▶ _EXERCISE DATA_:
--

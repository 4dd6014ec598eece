use neurogram_core::{CoreError, DetectionProgress, Oracle, SessionService};
use parking_lot::RwLock;
use serde::{Deserialize, Serialize};
use std::collections::HashMap;
use std::sync::Arc;
use std::time::Instant;
use tokio::sync::broadcast;

use crate::config::ServerConfig;
use crate::oracle::LineLengthOracle;

const PROGRESS_CAPACITY: usize = 1000;

/// Where a background ingestion stands
#[derive(Debug, Clone, PartialEq, Serialize, Deserialize)]
#[serde(tag = "state", content = "message", rename_all = "lowercase")]
pub enum IngestStatus {
    Pending,
    Ready,
    Failed(String),
}

/// Main server state shared across all handlers
pub struct ServerState {
    pub config: ServerConfig,
    pub sessions: Arc<SessionService>,
    pub oracle: Arc<dyn Oracle + Send>,
    pub progress: broadcast::Sender<DetectionProgress>,
    pub ingests: RwLock<HashMap<String, IngestStatus>>,
    pub start_time: Instant,
}

impl ServerState {
    /// State with the built-in heuristic oracle
    pub fn new(config: ServerConfig) -> Result<Self, CoreError> {
        Self::with_oracle(config, Arc::new(LineLengthOracle::default()))
    }

    pub fn with_oracle(config: ServerConfig, oracle: Arc<dyn Oracle + Send>) -> Result<Self, CoreError> {
        let sessions = Arc::new(SessionService::new(config.session_config())?);
        let (progress, _) = broadcast::channel(PROGRESS_CAPACITY);

        Ok(Self {
            config,
            sessions,
            oracle,
            progress,
            ingests: RwLock::new(HashMap::new()),
            start_time: Instant::now(),
        })
    }

    /// Subscribe to detection progress of every session
    pub fn subscribe_progress(&self) -> broadcast::Receiver<DetectionProgress> {
        self.progress.subscribe()
    }

    pub fn set_ingest_status(&self, session_id: &str, status: IngestStatus) {
        self.ingests.write().insert(session_id.to_string(), status);
    }

    pub fn ingest_status(&self, session_id: &str) -> Option<IngestStatus> {
        self.ingests.read().get(session_id).cloned()
    }

    /// Get uptime in seconds
    pub fn uptime_seconds(&self) -> u64 {
        self.start_time.elapsed().as_secs()
    }
}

--

▶ _WHAT TO WORK ON_:
Search the records for the string "serde", and copy every line that holds it.

▶ _ANSWER SECTION_:
use serde::{Deserialize, Serialize};
#[serde(tag = "state", content = "message", rename_all = "lowercase")]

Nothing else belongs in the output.